Survey Data

Reg No

50060292


Rating

Regional


Categories of Special Interest

Architectural, Artistic


Original Use

House


In Use As

Apartment/flat (converted)


Date

1790 - 1810


Coordinates

315740, 235722


Date Recorded

06/08/2014


Date Updated

--/--/--


Description

Terraced four-storey former house over basement, built c.1800, with three-bay ground floor and basement, and two-bay upper floors. Now in use as flats. T-plan pitched artificial slate roof, gabled to rear, hidden behind cement rendered parapet with granite coping.
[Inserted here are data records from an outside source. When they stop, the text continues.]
//! Text encoding and conversions between [`JsonValue`] and other `serde` types.

use std::fmt;
use std::io;

use serde::de::DeserializeOwned;
use serde::Serialize;
use serde_json::ser::{CompactFormatter, PrettyFormatter};

use crate::error::EncodeError;
use crate::value::{JsonObject, JsonValue};

/// How [`JsonValue::encode_with`] lays out its output.
#[derive(Debug, Clone, Copy, PartialEq, Eq)]
pub struct EncodeOptions {
    pub pretty: bool,
    /// Spaces per nesting level. Only used when `pretty` is set.
    pub indent: usize,
    /// Sort every object's keys instead of keeping map order.
    pub sort_keys: bool,
}

impl Default for EncodeOptions {
    fn default() -> Self {
        EncodeOptions {
            pretty: false,
            indent: 2,
            sort_keys: false,
        }
    }
}

impl JsonValue {
    pub fn to_string_pretty(&self) -> String {
        self.encode_with(&EncodeOptions {
            pretty: true,
            ..EncodeOptions::default()
        })
    }

    pub fn to_vec(&self) -> Vec<u8> {
        let mut buf = Vec::new();
        self.encode_to_writer(&mut buf, &EncodeOptions::default())
            .expect("encoding a JsonValue into a Vec cannot fail");
        buf
    }

    pub fn to_writer<W: io::Write>(&self, writer: W) -> Result<(), EncodeError> {
        self.encode_to_writer(writer, &EncodeOptions::default())
    }

    pub fn encode_with(&self, options: &EncodeOptions) -> String {
        let mut buf = Vec::new();
        self.encode_to_writer(&mut buf, options)
            .expect("encoding a JsonValue into a Vec cannot fail");
        String::from_utf8(buf).expect("serde_json writes UTF-8")
    }

    pub fn encode_to_writer<W: io::Write>(
        &self,
        writer: W,
        options: &EncodeOptions,
    ) -> Result<(), EncodeError> {
        if options.sort_keys {
            return self.sorted().encode_to_writer(
                writer,
                &EncodeOptions {
                    sort_keys: false,
                    ..*options
                },
            );
        }

        if options.pretty {
            let indent = vec![b' '; options.indent];
            let mut ser =
                serde_json::Serializer::with_formatter(writer, PrettyFormatter::with_indent(&indent));
            self.serialize(&mut ser)?;
        } else {
            let mut ser = serde_json::Serializer::with_formatter(writer, CompactFormatter);
            self.serialize(&mut ser)?;
        }
        Ok(())
    }

    /// A copy with the keys of every object, at any depth, in sorted order.
    #[must_use]
    pub fn sorted(&self) -> JsonValue {
        match self {
            JsonValue::Object(object) => {
                let mut sorted: JsonObject = object
                    .iter()
                    .map(|(key, value)| (key.clone(), value.sorted()))
                    .collect();
                sorted.sort_keys();
                JsonValue::Object(sorted)
            }
            JsonValue::Array(array) => JsonValue::Array(array.iter().map(JsonValue::sorted).collect()),
            other => other.clone(),
        }
    }

    /// Encodes any `Serialize` type into a [`JsonValue`].
    pub fn from_serializable<T: Serialize + ?Sized>(value: &T) -> Result<JsonValue, EncodeError> {
        Ok(serde_json::to_value(value)?.into())
    }

    /// Decodes a `T` out of this value.
    pub fn deserialize_into<T: DeserializeOwned>(&self) -> Result<T, serde_json::Error> {
        serde_json::from_value(self.clone().into())
    }
}

/// Encodes `value` and keeps the result only if it is an object.
pub fn to_object<T: Serialize + ?Sized>(value: &T) -> Option<JsonObject> {
    match JsonValue::from_serializable(value).ok()? {
        JsonValue::Object(object) => Some(object),
        _ => None,
    }
}

/// Encodes `value` as compact JSON bytes, or `None` if it has no JSON form.
pub fn to_data<T: Serialize + ?Sized>(value: &T) -> Option<Vec<u8>> {
    serde_json::to_vec(value).ok()
}

/// `{}` prints compact JSON, `{:#}` prints it indented.
impl fmt::Display for JsonValue {
    fn fmt(&self, f: &mut fmt::Formatter<'_>) -> fmt::Result {
        let options = EncodeOptions {
            pretty: f.alternate(),
            ..EncodeOptions::default()
        };
        f.write_str(&self.encode_with(&options))
    }
}

impl From<serde_json::Value> for JsonValue {
    fn from(value: serde_json::Value) -> Self {
        match value {
            serde_json::Value::Null => JsonValue::Null,
            serde_json::Value::Bool(value) => JsonValue::Bool(value),
            serde_json::Value::Number(number) => match number.as_i64() {
                Some(value) => JsonValue::Int(value),
                None => number.as_f64().map_or(JsonValue::Null, JsonValue::Double),
            },
            serde_json::Value::String(value) => JsonValue::String(value),
            serde_json::Value::Array(array) => {
                JsonValue::Array(array.into_iter().map(JsonValue::from).collect())
            }
            serde_json::Value::Object(object) => JsonValue::Object(
                object
                    .into_iter()
                    .map(|(key, value)| (key, JsonValue::from(value)))
                    .collect(),
            ),
        }
    }
}

impl From<JsonValue> for serde_json::Value {
    fn from(value: JsonValue) -> Self {
        match value {
            JsonValue::String(value) => serde_json::Value::String(value),
            JsonValue::Int(value) => serde_json::Value::Number(value.into()),
            // serde_json has no representation for NaN or infinities and writes them as `null`.
            JsonValue::Double(value) => serde_json::Number::from_f64(value)
                .map_or(serde_json::Value::Null, serde_json::Value::Number),
            JsonValue::Bool(value) => serde_json::Value::Bool(value),
            JsonValue::Object(object) => serde_json::Value::Object(
                object
                    .into_iter()
                    .map(|(key, value)| (key, serde_json::Value::from(value)))
                    .collect(),
            ),
            JsonValue::Array(array) => {
                serde_json::Value::Array(array.into_iter().map(serde_json::Value::from).collect())
            }
            JsonValue::Null => serde_json::Value::Null,
        }
    }
}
Rendered brick chimneystack with yellow clay pots to front and brick angled chimneystack with yellow clay pots abutting rear elevation. Brown brick walls laid in Flemish bond with granite plinth over rendered walls to basement. Square-headed openings with brick voussoirs, brick reveals, granite sills and replacement uPVC windows. Round-headed door opening with panelled timber door, stone block-and-start surround, stone frieze and plain fanlight. Platform with cast-iron bootscrape. Wrought-iron railings and moulded granite plinth to basement area.

Appraisal

Synnott Place was part of the residential development undertaken by Gardiner family in the northeastern sector of the city. It retains a terrace of fine three-storey and four-storey houses over basements, forming a pocket of grand architectural character at the edge of the city. It was part of a scheme of streets leading to a proposed circus on the site of the present Mater Hospital. The street was laid out in the 1790s as the westward continuation of Gardiner Street and the houses are typically Georgian in character, although some later infill is evident. The façade of No.3 is classically restrained with ornamentation limited to the elaborate doorcase with block-and-start surround and plain fanlight. The unusual brick angled chimneystack is a common feature in the area around Dorset Street.